Denn Dich verh?llen unsre frommen H?nde,
sooft dich unsre Herzen offen sehn[218].
(Мы возводим перед тобой изображения, как стены, так что уже тысяча стен окружает тебя. Ибо наши руки благоговейно укрывают тебя, с тем чтобы ты открылась взору наших сердец.)
Интересна противоположность этого образа у Рильке пониманию иконы как «окна» в трансцендентное, с большой силой выраженная Флоренским. Позиция Пастернака глубоко сродственна позиции монаха-иконописца Рильке и так же глубоко — и вполне сознательно — противополагает себя трансцендентному порыву Серебряного века. Свои поэтические полотна он пишет не как «окна», позволяющие видению абсолютного предстать в мгновенном озарении, а как «стены»-табло предметного мира. Если символистское философское и поэтическое сознание спешит отодвинуть эмпирическую видимость предметов как помеху на пути к прозреванию их абсолютной сущности, то в мире Пастернака, напротив, предметы все время «отодвигают» порыв субъекта, сбивая его сознание с пути своими самопроизвольными возникновениями, — но сама непредвиденность этих перебивов как раз и оказывается внутренне переживаемой дорогой к абсолютному.
В переживании лирического субъекта «В больнице» не мистерия сообщает истинный смысл жизни, освещая ее как бы сверху, но сама эта жизнь, в самых банальных и грубых проявлениях, выявляет и высвечивает заключенное в ней мистериальное начало. Мистическое значение происходящего проступает не вопреки действительности, не сквозь нее и над ней, а в ней самой. «Ночь смерти» естественно находит себе место в суете ночного города — или, может быть, эта суета всегда была заряжена мистическим присутствием смерти. Чудо Богоявления приходит к умирающему как эффект больничной «дозы» снотворного. Метафизическая невозможность увидеть Бога оборачивается бытовой ситуацией, за которую герой как бы просит извинения: ему мешают слезы, которые он тщетно пытается отереть, «теребя», по-видимому, уже совершенно мокрый платок.
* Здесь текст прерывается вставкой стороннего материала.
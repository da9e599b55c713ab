//! Tool-calling assistant whose protected tool calls wait for a human
//!
//! ```rust,ignore
//! let app = create_reviewed_agent(
//!     Arc::new(my_model),
//!     registry,
//!     ReviewPolicy::new().protect("delete_file"),
//!     CompileOptions::new().with_checkpointer(Arc::new(InMemoryCheckpointSaver::new())),
//! )?;
//!
//! let config = RunConfig::for_thread("session-1");
//! let outcome = app.invoke(messages_update(vec![Message::human("tidy up /tmp")])?, &config).await?;
//! if outcome.is_interrupted() {
//!     // outcome.interrupts[0].value is a ReviewRequest
//!     app.invoke(Command::resume(json!({"action": "continue"})), &config).await?;
//! }
//! ```
//!
//! When the run is consumed through `CompiledGraph::stream`, every chunk the
//! model yields is forwarded as a `StreamEvent::Message` before the assistant
//! node's update.

use async_trait::async_trait;
use futures::stream::{self, BoxStream};
use futures::StreamExt;
use serde_json::Value;
use std::sync::Arc;
use tracing::debug;
use waypoint_core::{emit_message, CompileOptions, CompiledGraph, StateGraph, START};

use crate::error::Result;
use crate::messages::{messages_from_state, messages_update, Message, MessagesReducer, MESSAGES_KEY};
use crate::review::{route_assistant, HumanReviewNode, ReviewPolicy, ASSISTANT_NODE, REVIEW_NODE, TOOLS_NODE};
use crate::tool_node::ToolNode;
use crate::tools::{ToolMetadata, ToolRegistry};

/// Chunks of one assistant reply
pub type MessageStream = BoxStream<'static, Result<Message>>;

/// A chat model able to request tool calls
#[async_trait]
pub trait ChatModel: Send + Sync {
    /// Produce the next assistant message for the conversation
    async fn invoke(&self, messages: &[Message], tools: &[ToolMetadata]) -> Result<Message>;

    /// Produce the next assistant message as chunks.
    ///
    /// Chunk contents are concatenated and their tool calls collected into
    /// the stored reply. The default yields the whole [`invoke`](Self::invoke)
    /// result as a single chunk.
    async fn stream(&self, messages: &[Message], tools: &[ToolMetadata]) -> Result<MessageStream> {
        let reply = self.invoke(messages, tools).await?;
        Ok(stream::once(async move { Ok(reply) }).boxed())
    }
}

/// Settings of the assistant side of a reviewed agent
#[derive(Debug, Clone, Default)]
pub struct AgentConfig {
    review: HumanReviewNode,
    system_prompt: Option<String>,
}

impl AgentConfig {
    pub fn new() -> Self {
        Self::default()
    }

    pub fn with_review(mut self, review: HumanReviewNode) -> Self {
        self.review = review;
        self
    }

    /// Sent to the model ahead of the conversation, never stored in state
    pub fn with_system_prompt(mut self, prompt: impl Into<String>) -> Self {
        self.system_prompt = Some(prompt.into());
        self
    }
}

/// Build the assistant → (review) → tools → assistant graph
pub fn create_reviewed_agent(
    model: Arc<dyn ChatModel>,
    tools: ToolRegistry,
    policy: ReviewPolicy,
    options: CompileOptions,
) -> waypoint_core::Result<CompiledGraph> {
    create_reviewed_agent_with(model, tools, policy, AgentConfig::new(), options)
}

/// Same as [`create_reviewed_agent`] with a review node and system prompt
pub fn create_reviewed_agent_with(
    model: Arc<dyn ChatModel>,
    tools: ToolRegistry,
    policy: ReviewPolicy,
    config: AgentConfig,
    options: CompileOptions,
) -> waypoint_core::Result<CompiledGraph> {
    let AgentConfig { review, system_prompt } = config;
    let system = Arc::new(system_prompt.map(Message::system));
    let tool_node = ToolNode::new(tools);
    let metadata = Arc::new(tool_node.registry().list_metadata());

    let mut graph = StateGraph::new();
    graph.add_field(MESSAGES_KEY, MessagesReducer);

    graph.add_node(ASSISTANT_NODE, move |state: Value| {
        let model = Arc::clone(&model);
        let metadata = Arc::clone(&metadata);
        let system = Arc::clone(&system);
        Box::pin(async move {
            let mut messages = messages_from_state(&state)?;
            if let Some(system) = system.as_ref() {
                messages.insert(0, system.clone());
            }
            debug!(messages = messages.len(), "Calling chat model");
            let reply = stream_reply(model.as_ref(), &messages, &metadata).await?;
            Ok(messages_update(vec![reply])?)
        })
    });

    graph.add_command_node(REVIEW_NODE, move |state: Value| {
        let review = review.clone();
        Box::pin(async move { Ok(review.review(state).await?) })
    });

    graph.add_node(TOOLS_NODE, move |state: Value| {
        let tool_node = tool_node.clone();
        Box::pin(async move { Ok(tool_node.execute(state).await?) })
    });

    graph
        .add_edge(START, ASSISTANT_NODE)
        .add_conditional_edges(
            ASSISTANT_NODE,
            move |state: &Value| route_assistant(state, &policy),
            None,
        )
        .add_edge(TOOLS_NODE, ASSISTANT_NODE);

    graph.compile_with(options)
}

/// Forward each chunk to the run's event stream and assemble the reply
async fn stream_reply(
    model: &dyn ChatModel,
    messages: &[Message],
    tools: &[ToolMetadata],
) -> Result<Message> {
    let mut chunks = model.stream(messages, tools).await?;
    let mut reply = Message::ai("");
    let mut count = 0usize;
    while let Some(chunk) = chunks.next().await {
        let chunk = chunk?;
        emit_message(serde_json::to_value(&chunk)?).await;
        reply.content.push_str(&chunk.content);
        reply.tool_calls.extend(chunk.tool_calls);
        if chunk.id.is_some() {
            reply.id = chunk.id;
        }
        count += 1;
    }
    debug!(chunks = count, "Model reply assembled");
    Ok(reply)
}

#[cfg(test)]
mod tests {
    use super::*;
    use crate::messages::ToolCall;
    use serde_json::json;

    struct Chunked(Vec<Message>);

    #[async_trait]
    impl ChatModel for Chunked {
        async fn invoke(&self, _: &[Message], _: &[ToolMetadata]) -> Result<Message> {
            Ok(Message::ai("unused"))
        }

        async fn stream(&self, _: &[Message], _: &[ToolMetadata]) -> Result<MessageStream> {
            Ok(stream::iter(self.0.clone().into_iter().map(Ok)).boxed())
        }
    }

    struct Whole;

    #[async_trait]
    impl ChatModel for Whole {
        async fn invoke(&self, _: &[Message], _: &[ToolMetadata]) -> Result<Message> {
            Ok(Message::ai("done").with_tool_calls(vec![ToolCall::new("c1", "read_file", json!({}))]))
        }
    }

    #[tokio::test]
    async fn test_chunks_assemble_into_reply() {
        let model = Chunked(vec![
            Message::ai("Hel"),
            Message::ai("lo").with_tool_calls(vec![ToolCall::new("c1", "read_file", json!({}))]),
        ]);
        let reply = stream_reply(&model, &[], &[]).await.unwrap();
        assert_eq!(reply.content, "Hello");
        assert_eq!(reply.tool_calls.len(), 1);
        assert_eq!(reply.message_type, crate::messages::MessageType::AI);
    }

    #[tokio::test]
    async fn test_default_stream_is_single_invoke_chunk() {
        let chunks: Vec<Message> = Whole
            .stream(&[], &[])
            .await
            .unwrap()
            .map(|c| c.unwrap())
            .collect()
            .await;
        assert_eq!(chunks.len(), 1);
        assert_eq!(chunks[0].content, "done");

        let reply = stream_reply(&Whole, &[], &[]).await.unwrap();
        assert_eq!(reply.tool_calls[0].name, "read_file");
    }
}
Жизнь перетекает в смерть с естественной незаметностью, и трансцендентное прозрение, принесенное смертью, не изменяет, но скорее подтверждает картину, представшую эмпирическому зрению.
Лучше всего сказал об этом, конечно, сам Пастернак (письмо к Фрейденберг 20.1.53):
Я радовался, что при помещении в больницу попал в общую смертную кашу переполненного тяжелыми больными больничного коридора, ночью, и благодарил Бога за то, что у него так подобрано соседство города за окном и света, и тени, и жизни, и смерти.